Economist Paul Krugman, in his latest NY Times opinion piece, suggests that the reason the economic stimulus is not working (unemployment is still high, consumer spending is muted, and new capital investments continue to be low) is because not enough has been spent by the government.  Comparing 2010 to 1938, he argues for the kind of stimulus spending equivalent to the deficit spending brought on by World War II or 30 trillion in today's dollars.  In the light of the new $50 billion prime pump campaign just announced by the President in his Wisconsin labor day address, largely against the will of the people, such opinion must be encouraging to the White House. 

The problem with this type of thinking is found in the fourth to the last paragraph of the piece, 'it is possible — indeed, necessary — for the nation as a whole to spend its way out of debt: a temporary surge of deficit spending, on a sufficient scale, can cure problems brought on by past excesses." [italics are mine] The reason we landed in this predicament is precisely, as Mr. Krugman notes, our past excesses.  The idea that by creating  more excess we will magically balance the books not only defies good sense but is morally irresponsible. 

The little detail Mr. Krugman did not mention is that spending in WWII was redirected from butter to guns.  Households tightened belts and factories made tanks instead of cars.  Household debt was a tiny fraction of the colossus that now faces every man, woman and child in this country.  In 1938, the relative potential of the economy's productive capacity, from recent innovations in manufacturing and mining, meant that we could borrow freely from our future; which we did through the massive issuance of war bonds. Today, our relative productivity advantage is small and the national capacity to sustain additional debt, which would be necessary to fund Mr. Krugman's program, is essentially zero. 
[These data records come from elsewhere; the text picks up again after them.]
/// Periodic jobs
///
/// Every job is idempotent: running it twice over the same data changes nothing the
/// second time. Alert jobs rely on the notification dedupe key for this; the session
/// sweep only deletes rows that are already dead.
///
/// # Jobs
///
/// - `expire_workflow_sessions`: drops abandoned wizard sessions
/// - `compliance_alerts`: CA, ASO, training and contract deadlines
/// - `stock_alerts`: PPE and supplies at or below their minimum
/// - `vacation_reminders`: approved vacations about to start

use crate::config::WorkerConfig;
use async_trait::async_trait;
use chrono::{DateTime, NaiveDate, Utc};
use sqlx::PgPool;
use std::sync::Arc;

pub mod alerts;
pub mod compliance;
pub mod sessions;
pub mod stock;
pub mod vacations;

pub use compliance::ComplianceAlerts;
pub use sessions::ExpireWorkflowSessions;
pub use stock::StockAlerts;
pub use vacations::VacationReminders;

/// Inputs shared by every job in one round
#[derive(Debug, Clone)]
pub struct JobContext {
    pub db: PgPool,
    pub now: DateTime<Utc>,
}

impl JobContext {
    pub fn new(db: PgPool, now: DateTime<Utc>) -> Self {
        Self { db, now }
    }

    pub fn today(&self) -> NaiveDate {
        self.now.date_naive()
    }
}

#[async_trait]
pub trait Job: Send + Sync {
    fn name(&self) -> &'static str;

    /// Runs one pass; returns the number of rows written or deleted
    async fn run(&self, ctx: &JobContext) -> anyhow::Result<u64>;
}

/// The jobs the worker runs each round, in order
pub fn default_jobs(config: &WorkerConfig) -> Vec<Arc<dyn Job>> {
    vec![
        Arc::new(ExpireWorkflowSessions::new(config.workflow_retention_days)),
        Arc::new(ComplianceAlerts::new(config.alert_window_days)),
        Arc::new(StockAlerts),
        Arc::new(VacationReminders::default()),
    ]
}

#[cfg(test)]
mod tests {
    use super::*;

    #[test]
    fn test_default_jobs_order() {
        let jobs = default_jobs(&WorkerConfig::for_tests("postgresql://localhost/test"));
        let names: Vec<_> = jobs.iter().map(|job| job.name()).collect();

        assert_eq!(
            names,
            vec![
                "expire_workflow_sessions",
                "compliance_alerts",
                "stock_alerts",
                "vacation_reminders"
            ]
        );
    }
}
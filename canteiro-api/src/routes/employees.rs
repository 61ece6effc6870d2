/// Employee endpoints
///
/// - `GET /v1/employees` - List (filters: `status`, `department`)
/// - `POST /v1/employees` - Create; the badge hash is issued at version 0
/// - `GET|PATCH|DELETE /v1/employees/:id`
/// - `GET /v1/employees/:id/ppe` - PPE currently held
/// - `POST /v1/employees/:id/ppe` - Direct PPE delivery
/// - `POST /v1/employees/:id/badge` - Regenerate the QR badge
/// - `GET|POST /v1/employees/:id/biometrics` - Enrolled templates / enrol a sample
/// - `DELETE /v1/employees/:id/biometrics/:kind` - Remove templates of one kind

use super::record_audit;
use crate::{
    app::AppState,
    error::{ApiError, ApiResult},
};
use axum::{
    extract::{Path, Query, State},
    http::StatusCode,
    Json,
};
use canteiro_shared::{
    auth::{
        authorization::{require_permission, ResourcePermission},
        middleware::AuthContext,
    },
    badge::{badge_hash, badge_payload},
    biometric::{decode_sample, BiometricKind},
    models::{
        biometric_template::BiometricTemplate,
        employee::{CreateEmployee, Employee, EmployeeFilter, UpdateEmployee},
        ppe_delivery::{ActivePpe, CreateDelivery, DeliveryOutcome, PpeDelivery},
        ListParams, Page,
    },
};
use serde::{Deserialize, Serialize};
use serde_json::json;
use uuid::Uuid;
use validator::Validate;

/// Regenerated badge
#[derive(Debug, Serialize)]
pub struct BadgeResponse {
    pub employee_id: Uuid,
    /// Text to encode in the printed QR code
    pub payload: String,
    pub qr_hash: String,
    pub version: i32,
}

#[derive(Debug, Deserialize)]
pub struct EnrollRequest {
    pub kind: BiometricKind,
    /// Base64 or `data:` URL
    pub sample: String,
}

#[derive(Debug, Serialize)]
pub struct DeletedTemplates {
    pub deleted: u64,
}

pub async fn list_employees(
    State(state): State<AppState>,
    auth: AuthContext,
    Query(params): Query<ListParams>,
    Query(filter): Query<EmployeeFilter>,
) -> ApiResult<Json<Page<Employee>>> {
    require_permission(&state.db, &auth, ResourcePermission::Read).await?;

    let page = params.page(Employee::SORTABLE, "name")?;
    let employees = Employee::list(&state.db, auth.company_id, &filter, &page).await?;

    Ok(Json(employees))
}

/// Create an employee
///
/// The id is chosen before the insert so the badge hash can be derived from it.
///
/// # Errors
///
/// - `409 Conflict`: CPF already registered in the company
/// - `422 Unprocessable Entity`: invalid CPF, email or dates
pub async fn create_employee(
    State(state): State<AppState>,
    auth: AuthContext,
    Json(req): Json<CreateEmployee>,
) -> ApiResult<(StatusCode, Json<Employee>)> {
    require_permission(&state.db, &auth, ResourcePermission::Write).await?;
    req.validate()?;

    let id = Uuid::new_v4();
    let qr_hash = badge_hash(state.badge_secret(), auth.company_id, id, 0)?;
    let employee = Employee::create(&state.db, auth.company_id, id, req, &qr_hash).await?;

    tracing::info!(company_id = %auth.company_id, employee_id = %employee.id, "Employee created");
    record_audit(
        &state,
        &auth,
        "employee.created",
        "employee",
        Some(employee.id),
        json!({ "name": employee.name, "job_title": employee.job_title }),
    )
    .await;

    Ok((StatusCode::CREATED, Json(employee)))
}

pub async fn get_employee(
    State(state): State<AppState>,
    auth: AuthContext,
    Path(id): Path<Uuid>,
) -> ApiResult<Json<Employee>> {
    require_permission(&state.db, &auth, ResourcePermission::Read).await?;

    let employee = Employee::find_by_id(&state.db, auth.company_id, id)
        .await?
        .ok_or_else(|| ApiError::not_found("Employee"))?;

    Ok(Json(employee))
}

pub async fn update_employee(
    State(state): State<AppState>,
    auth: AuthContext,
    Path(id): Path<Uuid>,
    Json(req): Json<UpdateEmployee>,
) -> ApiResult<Json<Employee>> {
    require_permission(&state.db, &auth, ResourcePermission::Write).await?;
    req.validate()?;

    let status = req.status;
    let employee = Employee::update(&state.db, auth.company_id, id, req)
        .await?
        .ok_or_else(|| ApiError::not_found("Employee"))?;

    record_audit(
        &state,
        &auth,
        "employee.updated",
        "employee",
        Some(id),
        json!({ "status": status }),
    )
    .await;

    Ok(Json(employee))
}

/// Delete an employee
///
/// Fails with `409 Conflict` while deliveries, movements or timesheets still reference
/// the employee; terminate instead.
pub async fn delete_employee(
    State(state): State<AppState>,
    auth: AuthContext,
    Path(id): Path<Uuid>,
) -> ApiResult<StatusCode> {
    require_permission(&state.db, &auth, ResourcePermission::Manage).await?;

    if !Employee::delete(&state.db, auth.company_id, id).await? {
        return Err(ApiError::not_found("Employee"));
    }

    record_audit(&state, &auth, "employee.deleted", "employee", Some(id), json!({})).await;

    Ok(StatusCode::NO_CONTENT)
}

pub async fn list_active_ppe(
    State(state): State<AppState>,
    auth: AuthContext,
    Path(id): Path<Uuid>,
) -> ApiResult<Json<Vec<ActivePpe>>> {
    require_permission(&state.db, &auth, ResourcePermission::Read).await?;

    if Employee::find_by_id(&state.db, auth.company_id, id).await?.is_none() {
        return Err(ApiError::not_found("Employee"));
    }

    let items = PpeDelivery::active_for_employee(&state.db, auth.company_id, id).await?;

    Ok(Json(items))
}

/// Deliver PPE directly, outside the QR wizard
///
/// Stock is taken inside the same transaction that writes the delivery row.
///
/// # Errors
///
/// - `404 Not Found`: unknown or terminated employee, unknown item
/// - `409 Conflict`: not enough stock
pub async fn deliver_ppe(
    State(state): State<AppState>,
    auth: AuthContext,
    Path(id): Path<Uuid>,
    Json(req): Json<CreateDelivery>,
) -> ApiResult<(StatusCode, Json<PpeDelivery>)> {
    require_permission(&state.db, &auth, ResourcePermission::Write).await?;
    req.validate()?;

    let mut tx = state.db.begin().await?;
    let outcome = PpeDelivery::deliver(&mut tx, auth.company_id, req.into_new(id, Some(auth.user_id))).await?;

    let delivery = match outcome {
        DeliveryOutcome::Delivered(delivery) => delivery,
        DeliveryOutcome::UnknownEmployee => return Err(ApiError::not_found("Employee")),
        DeliveryOutcome::UnknownItem => return Err(ApiError::not_found("PPE item")),
        DeliveryOutcome::InsufficientStock { available } => {
            return Err(ApiError::Conflict(format!(
                "Insufficient stock: {} available",
                available
            )))
        }
    };
    tx.commit().await?;

    tracing::info!(
        company_id = %auth.company_id,
        employee_id = %id,
        delivery_id = %delivery.id,
        quantity = delivery.quantity,
        "PPE delivered"
    );
    record_audit(
        &state,
        &auth,
        "ppe.delivered",
        "ppe_delivery",
        Some(delivery.id),
        json!({
            "employee_id": id,
            "ppe_item_id": delivery.ppe_item_id,
            "quantity": delivery.quantity,
        }),
    )
    .await;

    Ok((StatusCode::CREATED, Json(delivery)))
}

/// Regenerate an employee's badge
///
/// Bumps the badge version under a row lock; the previous printed badge stops resolving.
pub async fn regenerate_badge(
    State(state): State<AppState>,
    auth: AuthContext,
    Path(id): Path<Uuid>,
) -> ApiResult<Json<BadgeResponse>> {
    require_permission(&state.db, &auth, ResourcePermission::Manage).await?;

    let mut tx = state.db.begin().await?;

    let employee = Employee::lock(&mut *tx, auth.company_id, id)
        .await?
        .ok_or_else(|| ApiError::not_found("Employee"))?;

    let version = employee.badge_version + 1;
    let qr_hash = badge_hash(state.badge_secret(), auth.company_id, id, version)?;
    Employee::set_badge(&mut *tx, auth.company_id, id, version, &qr_hash)
        .await?
        .ok_or_else(|| ApiError::not_found("Employee"))?;

    tx.commit().await?;

    tracing::info!(company_id = %auth.company_id, employee_id = %id, version, "Badge regenerated");
    record_audit(
        &state,
        &auth,
        "employee.badge_regenerated",
        "employee",
        Some(id),
        json!({ "version": version }),
    )
    .await;

    Ok(Json(BadgeResponse {
        employee_id: id,
        payload: badge_payload(&qr_hash),
        qr_hash,
        version,
    }))
}

pub async fn list_biometrics(
    State(state): State<AppState>,
    auth: AuthContext,
    Path(id): Path<Uuid>,
) -> ApiResult<Json<Vec<BiometricTemplate>>> {
    require_permission(&state.db, &auth, ResourcePermission::Read).await?;

    let templates = BiometricTemplate::list_for_employee(&state.db, auth.company_id, id).await?;

    Ok(Json(templates))
}

/// Enrol a biometric sample
///
/// # Errors
///
/// - `404 Not Found`: unknown employee
/// - `409 Conflict`: the same sample is already enrolled in the company
/// - `422 Unprocessable Entity`: empty, oversized or undecodable sample
pub async fn enroll_biometric(
    State(state): State<AppState>,
    auth: AuthContext,
    Path(id): Path<Uuid>,
    Json(req): Json<EnrollRequest>,
) -> ApiResult<(StatusCode, Json<BiometricTemplate>)> {
    require_permission(&state.db, &auth, ResourcePermission::Manage).await?;

    let sample = decode_sample(&req.sample)?;

    if Employee::find_by_id(&state.db, auth.company_id, id).await?.is_none() {
        return Err(ApiError::not_found("Employee"));
    }

    let template = BiometricTemplate::enroll(&state.db, auth.company_id, id, req.kind, &sample).await?;

    tracing::info!(company_id = %auth.company_id, employee_id = %id, kind = %req.kind, "Biometric enrolled");
    record_audit(
        &state,
        &auth,
        "employee.biometric_enrolled",
        "employee",
        Some(id),
        json!({ "kind": req.kind.as_str() }),
    )
    .await;

    Ok((StatusCode::CREATED, Json(template)))
}

pub async fn delete_biometrics(
    State(state): State<AppState>,
    auth: AuthContext,
    Path((id, kind)): Path<(Uuid, BiometricKind)>,
) -> ApiResult<Json<DeletedTemplates>> {
    require_permission(&state.db, &auth, ResourcePermission::Manage).await?;

    let deleted = BiometricTemplate::delete_for_employee(&state.db, auth.company_id, id, kind).await?;

    if deleted > 0 {
        record_audit(
            &state,
            &auth,
            "employee.biometric_removed",
            "employee",
            Some(id),
            json!({ "kind": kind.as_str(), "templates": deleted }),
        )
        .await;
    }

    Ok(Json(DeletedTemplates { deleted }))
}
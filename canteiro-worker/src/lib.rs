//! # Canteiro Worker Library
//!
//! Periodic maintenance and alerting for the Canteiro backend.
//!
//! ## Modules
//!
//! - `config`: environment configuration
//! - `jobs`: the `Job` trait and the session, compliance, stock and vacation jobs
//! - `scheduler`: runs the jobs in rounds until shutdown

pub mod config;
pub mod jobs;
pub mod scheduler;
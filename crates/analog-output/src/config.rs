//! Analog output configuration

use ::config::{Config, Environment, File};
use drain_loop::DrainConfig;
use serde::{Deserialize, Serialize};
use std::path::Path;
use tracing::debug;

use crate::logging::LoggingConfig;
use crate::OutputError;

/// Output sample rates offered to the user, in Hz
pub const SAMPLE_RATES_HZ: [f64; 17] = [
    1000.0, 1250.0, 1500.0, 2000.0, 2500.0, 3000.0, 3330.0, 4000.0, 5000.0, 6250.0, 8000.0,
    10000.0, 12500.0, 15000.0, 20000.0, 25000.0, 30000.0,
];

/// Sample rates a device with the given maximum rate can run at (ascending)
pub fn supported_sample_rates(max_rate_hz: f64) -> Vec<f64> {
    SAMPLE_RATES_HZ
        .iter()
        .copied()
        .take_while(|&rate| rate <= max_rate_hz)
        .collect()
}

/// Highest supported sample rate, used as the default selection
pub fn default_sample_rate(max_rate_hz: f64) -> Option<f64> {
    supported_sample_rates(max_rate_hz).last().copied()
}

/// Output voltage range of the analog channel
#[derive(Debug, Clone, Copy, PartialEq, Serialize, Deserialize)]
#[serde(default)]
pub struct VoltageRange {
    /// Lowest output voltage (V)
    pub min: f64,
    /// Highest output voltage (V)
    pub max: f64,
}

impl Default for VoltageRange {
    fn default() -> Self {
        Self {
            min: -10.0,
            max: 10.0,
        }
    }
}

impl VoltageRange {
    /// Create a range, rejecting empty or inverted bounds
    pub fn new(min: f64, max: f64) -> Result<Self, OutputError> {
        let range = Self { min, max };
        range.validate()?;
        Ok(range)
    }

    /// Map a normalized sample in `[-1, 1]` onto the range, clamping outliers
    pub fn scale(&self, normalized: f32) -> f64 {
        let clamped = f64::from(normalized.clamp(-1.0, 1.0));
        self.min + (clamped + 1.0) * 0.5 * self.span()
    }

    /// Width of the range in volts
    pub fn span(&self) -> f64 {
        self.max - self.min
    }

    /// Check whether a voltage lies within the range
    pub fn contains(&self, volts: f64) -> bool {
        (self.min..=self.max).contains(&volts)
    }

    fn validate(&self) -> Result<(), OutputError> {
        if !(self.min.is_finite() && self.max.is_finite()) || self.min >= self.max {
            return Err(OutputError::InvalidVoltageRange {
                min: self.min,
                max: self.max,
            });
        }
        Ok(())
    }
}

/// Analog output configuration
#[derive(Debug, Clone, PartialEq, Serialize, Deserialize)]
#[serde(default)]
pub struct OutputConfig {
    /// Device name, e.g. "Dev1"; "Simulated" when no hardware is present
    pub device: String,

    /// Selected output sample rate (Hz)
    pub sample_rate_hz: f64,

    /// Maximum rate the device supports (Hz)
    pub max_sample_rate_hz: f64,

    /// Output voltage range
    pub voltage_range: VoltageRange,

    /// Ring buffer capacity in samples
    pub ring_capacity: usize,

    /// Frames handed to the device per write
    pub frames_per_chunk: usize,

    /// Output channels per frame
    pub channels: usize,

    /// Simulated device sleeps for each chunk's playback time
    pub pace_realtime: bool,

    /// TTL input line (zero-based) mirrored onto the digital output
    pub ttl_input_line: u32,

    /// Digital output line driven by TTL events
    pub digital_output_line: u32,

    /// Logging setup
    pub logging: LoggingConfig,
}

impl Default for OutputConfig {
    fn default() -> Self {
        Self {
            device: "Simulated".to_string(),
            sample_rate_hz: 30000.0,
            max_sample_rate_hz: 30000.0,
            voltage_range: VoltageRange::default(),
            ring_capacity: ring_buffer::DEFAULT_CAPACITY,
            frames_per_chunk: 1024,
            channels: 1,
            pace_realtime: true,
            ttl_input_line: 0,
            digital_output_line: 0,
            logging: LoggingConfig::default(),
        }
    }
}

impl OutputConfig {
    /// Create low-latency config (small chunks, small ring)
    pub fn low_latency() -> Self {
        Self {
            ring_capacity: 4096,
            frames_per_chunk: 256,
            ..Default::default()
        }
    }

    /// Create high-throughput config (large chunks, deep ring)
    pub fn high_throughput() -> Self {
        Self {
            ring_capacity: 131_072,
            frames_per_chunk: 4096,
            ..Default::default()
        }
    }

    /// Load configuration from an optional file plus `ANALOG_OUTPUT_*`
    /// environment overrides (nested keys use `__`, e.g.
    /// `ANALOG_OUTPUT_VOLTAGE_RANGE__MIN`).
    pub fn load(path: Option<&Path>) -> Result<Self, OutputError> {
        Self::load_with_env(path, Self::environment())
    }

    fn environment() -> Environment {
        Environment::with_prefix("ANALOG_OUTPUT")
            .prefix_separator("_")
            .separator("__")
            .try_parsing(true)
    }

    fn load_with_env(path: Option<&Path>, env: Environment) -> Result<Self, OutputError> {
        let mut builder = Config::builder();
        if let Some(path) = path {
            debug!("Loading output configuration from {}", path.display());
            builder = builder.add_source(File::from(path).required(true));
        }

        let config: OutputConfig = builder.add_source(env).build()?.try_deserialize()?;
        config.validate()?;
        Ok(config)
    }

    /// One-line description of the output setup, for startup logs
    pub fn summary(&self) -> String {
        format!(
            "device {}, {} Hz, [{}, {}] V, ring {} samples, chunk {} frames x {} ch, TTL line {} -> DO line {}",
            self.device,
            self.sample_rate_hz,
            self.voltage_range.min,
            self.voltage_range.max,
            self.ring_capacity,
            self.frames_per_chunk,
            self.channels,
            self.ttl_input_line,
            self.digital_output_line
        )
    }

    /// Check every value against what the pipeline can run with
    pub fn validate(&self) -> Result<(), OutputError> {
        let available = supported_sample_rates(self.max_sample_rate_hz);
        if !available.contains(&self.sample_rate_hz) {
            return Err(OutputError::UnsupportedSampleRate {
                requested: self.sample_rate_hz,
                available,
            });
        }

        self.voltage_range.validate()?;

        if self.channels == 0 {
            return Err(OutputError::InvalidConfig(
                "channels must be at least 1".to_string(),
            ));
        }
        if self.frames_per_chunk == 0 {
            return Err(OutputError::InvalidConfig(
                "frames_per_chunk must be at least 1".to_string(),
            ));
        }
        if self.chunk_size() > self.ring_capacity {
            return Err(OutputError::InvalidConfig(format!(
                "chunk of {} samples does not fit ring of {} samples",
                self.chunk_size(),
                self.ring_capacity
            )));
        }
        Ok(())
    }

    /// Samples per device write
    pub fn chunk_size(&self) -> usize {
        self.frames_per_chunk * self.channels
    }

    /// Drain loop settings derived from this config
    pub fn drain_config(&self) -> DrainConfig {
        DrainConfig {
            frames_per_chunk: self.frames_per_chunk,
            channels: self.channels,
            thread_name: format!("ao-writer-{}", self.device),
        }
    }
}

#[cfg(test)]
mod tests {
    use super::*;
    use std::collections::HashMap;
    use std::io::Write;

    fn env_from(vars: &[(&str, &str)]) -> Environment {
        let map: HashMap<String, String> = vars
            .iter()
            .map(|(k, v)| (k.to_string(), v.to_string()))
            .collect();
        OutputConfig::environment().source(Some(map))
    }

    #[test]
    fn test_sample_rate_table() {
        assert_eq!(supported_sample_rates(2500.0), vec![1000.0, 1250.0, 1500.0, 2000.0, 2500.0]);
        assert_eq!(supported_sample_rates(30000.0).len(), 17);
        assert!(supported_sample_rates(500.0).is_empty());
        assert_eq!(default_sample_rate(12000.0), Some(10000.0));
        assert_eq!(default_sample_rate(10.0), None);
    }

    #[test]
    fn test_voltage_scaling() {
        let range = VoltageRange::default();
        assert_eq!(range.scale(-1.0), -10.0);
        assert_eq!(range.scale(0.0), 0.0);
        assert_eq!(range.scale(1.0), 10.0);
        assert_eq!(range.scale(3.0), 10.0);

        let unipolar = VoltageRange::new(0.0, 5.0).unwrap();
        assert_eq!(unipolar.scale(0.0), 2.5);
        assert_eq!(unipolar.scale(-2.0), 0.0);
        assert!(unipolar.contains(unipolar.scale(0.3)));
    }

    #[test]
    fn test_invalid_voltage_range() {
        assert!(matches!(
            VoltageRange::new(5.0, -5.0),
            Err(OutputError::InvalidVoltageRange { .. })
        ));
        assert!(VoltageRange::new(1.0, 1.0).is_err());
        assert!(VoltageRange::new(f64::NAN, 1.0).is_err());
    }

    #[test]
    fn test_default_config_is_valid() {
        OutputConfig::default().validate().unwrap();
        OutputConfig::low_latency().validate().unwrap();
        OutputConfig::high_throughput().validate().unwrap();
    }

    #[test]
    fn test_validate_rejects_bad_values() {
        let config = OutputConfig {
            sample_rate_hz: 44100.0,
            ..Default::default()
        };
        assert!(matches!(
            config.validate(),
            Err(OutputError::UnsupportedSampleRate { .. })
        ));

        let config = OutputConfig {
            sample_rate_hz: 30000.0,
            max_sample_rate_hz: 20000.0,
            ..Default::default()
        };
        assert!(config.validate().is_err());

        let config = OutputConfig {
            channels: 0,
            ..Default::default()
        };
        assert!(matches!(config.validate(), Err(OutputError::InvalidConfig(_))));

        let config = OutputConfig {
            ring_capacity: 512,
            frames_per_chunk: 1024,
            ..Default::default()
        };
        assert!(matches!(config.validate(), Err(OutputError::InvalidConfig(_))));
    }

    #[test]
    fn test_drain_config_shape() {
        let config = OutputConfig {
            device: "Dev1".to_string(),
            frames_per_chunk: 128,
            channels: 2,
            ..Default::default()
        };
        let drain = config.drain_config();
        assert_eq!(drain.chunk_size(), 256);
        assert_eq!(drain.thread_name, "ao-writer-Dev1");
    }

    #[test]
    fn test_summary_describes_setup() {
        let config = OutputConfig {
            device: "Dev2".to_string(),
            sample_rate_hz: 20000.0,
            digital_output_line: 3,
            ..Default::default()
        };
        assert_eq!(
            config.summary(),
            "device Dev2, 20000 Hz, [-10, 10] V, ring 32768 samples, chunk 1024 frames x 1 ch, TTL line 0 -> DO line 3"
        );
    }

    #[test]
    fn test_load_defaults_without_sources() {
        let config = OutputConfig::load_with_env(None, env_from(&[])).unwrap();
        assert_eq!(config, OutputConfig::default());
    }

    #[test]
    fn test_load_from_file() {
        let mut file = tempfile::Builder::new().suffix(".toml").tempfile().unwrap();
        writeln!(
            file,
            r#"
device = "Dev1"
sample_rate_hz = 10000.0
frames_per_chunk = 500

[voltage_range]
min = -5.0
max = 5.0
"#
        )
        .unwrap();

        let config = OutputConfig::load_with_env(Some(file.path()), env_from(&[])).unwrap();
        assert_eq!(config.device, "Dev1");
        assert_eq!(config.sample_rate_hz, 10000.0);
        assert_eq!(config.frames_per_chunk, 500);
        assert_eq!(config.voltage_range, VoltageRange { min: -5.0, max: 5.0 });
        assert_eq!(config.channels, 1);
    }

    #[test]
    fn test_env_overrides_file() {
        let mut file = tempfile::Builder::new().suffix(".toml").tempfile().unwrap();
        writeln!(file, "sample_rate_hz = 10000.0").unwrap();

        let env = env_from(&[
            ("ANALOG_OUTPUT_SAMPLE_RATE_HZ", "20000"),
            ("ANALOG_OUTPUT_VOLTAGE_RANGE__MAX", "5"),
            ("ANALOG_OUTPUT_VOLTAGE_RANGE__MIN", "0"),
            ("ANALOG_OUTPUT_DIGITAL_OUTPUT_LINE", "2"),
        ]);
        let config = OutputConfig::load_with_env(Some(file.path()), env).unwrap();
        assert_eq!(config.sample_rate_hz, 20000.0);
        assert_eq!(config.voltage_range, VoltageRange { min: 0.0, max: 5.0 });
        assert_eq!(config.digital_output_line, 2);
        assert_eq!(config.ttl_input_line, 0);
    }

    #[test]
    fn test_load_rejects_invalid() {
        let env = env_from(&[("ANALOG_OUTPUT_SAMPLE_RATE_HZ", "44100")]);
        assert!(matches!(
            OutputConfig::load_with_env(None, env),
            Err(OutputError::UnsupportedSampleRate { .. })
        ));
    }

    #[test]
    fn test_missing_file_is_error() {
        let result = OutputConfig::load_with_env(
            Some(Path::new("/nonexistent/analog-output.toml")),
            env_from(&[]),
        );
        assert!(matches!(result, Err(OutputError::Config(_))));
    }
}
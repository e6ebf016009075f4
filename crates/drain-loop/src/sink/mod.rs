//! Sink trait for drained chunks.
//!
//! A [`Sink`] is whatever finally consumes the chunks the drain loop pulls
//! out of the ring: usually a hardware write call, or a [`ChannelSink`]
//! when another thread wants the chunks.

mod channel;

pub use channel::ChannelSink;

use crate::SinkError;

/// A destination for drained sample chunks.
///
/// All methods are called from the drain thread, never while the ring
/// buffer lock is held. Methods take `&self`; use interior mutability if the
/// sink needs to track state.
///
/// # Example
///
/// ```
/// use drain_loop::{Sink, SinkError};
///
/// struct NullSink;
///
/// impl Sink<f64> for NullSink {
///     fn name(&self) -> &str {
///         "null"
///     }
///
///     fn write_chunk(&self, chunk: &[f64]) -> Result<usize, SinkError> {
///         Ok(chunk.len())
///     }
/// }
/// ```
pub trait Sink<T>: Send + Sync {
    /// Human-readable name for logging and error messages
    fn name(&self) -> &str;

    /// Called once before the drain thread is spawned.
    ///
    /// Errors here keep the loop stopped.
    fn on_start(&self) -> Result<(), SinkError> {
        Ok(())
    }

    /// Write one chunk, returning how many samples were accepted.
    ///
    /// Accepting fewer than `chunk.len()` samples drops the remainder.
    fn write_chunk(&self, chunk: &[T]) -> Result<usize, SinkError>;

    /// Called after the drain thread has exited; release device resources here
    fn on_stop(&self) -> Result<(), SinkError> {
        Ok(())
    }
}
Fundamentally, Mr. Krugman and his ilk think that we can out get of this mess without sacrifice - spend our way out of debt. They do not call for the kind of national sacrifice and unified response to reduce consumption as in 1938. Instead, they believe quite the opposite.  They want our government to print more money, or worse, borrow from the Chinese or Arabs, to forcefeed us trillions of dollars. For what? More cars, houses, calories...?

No, this is not 1938 in 2010. This is more like 1978 in 2010. We know what happened then.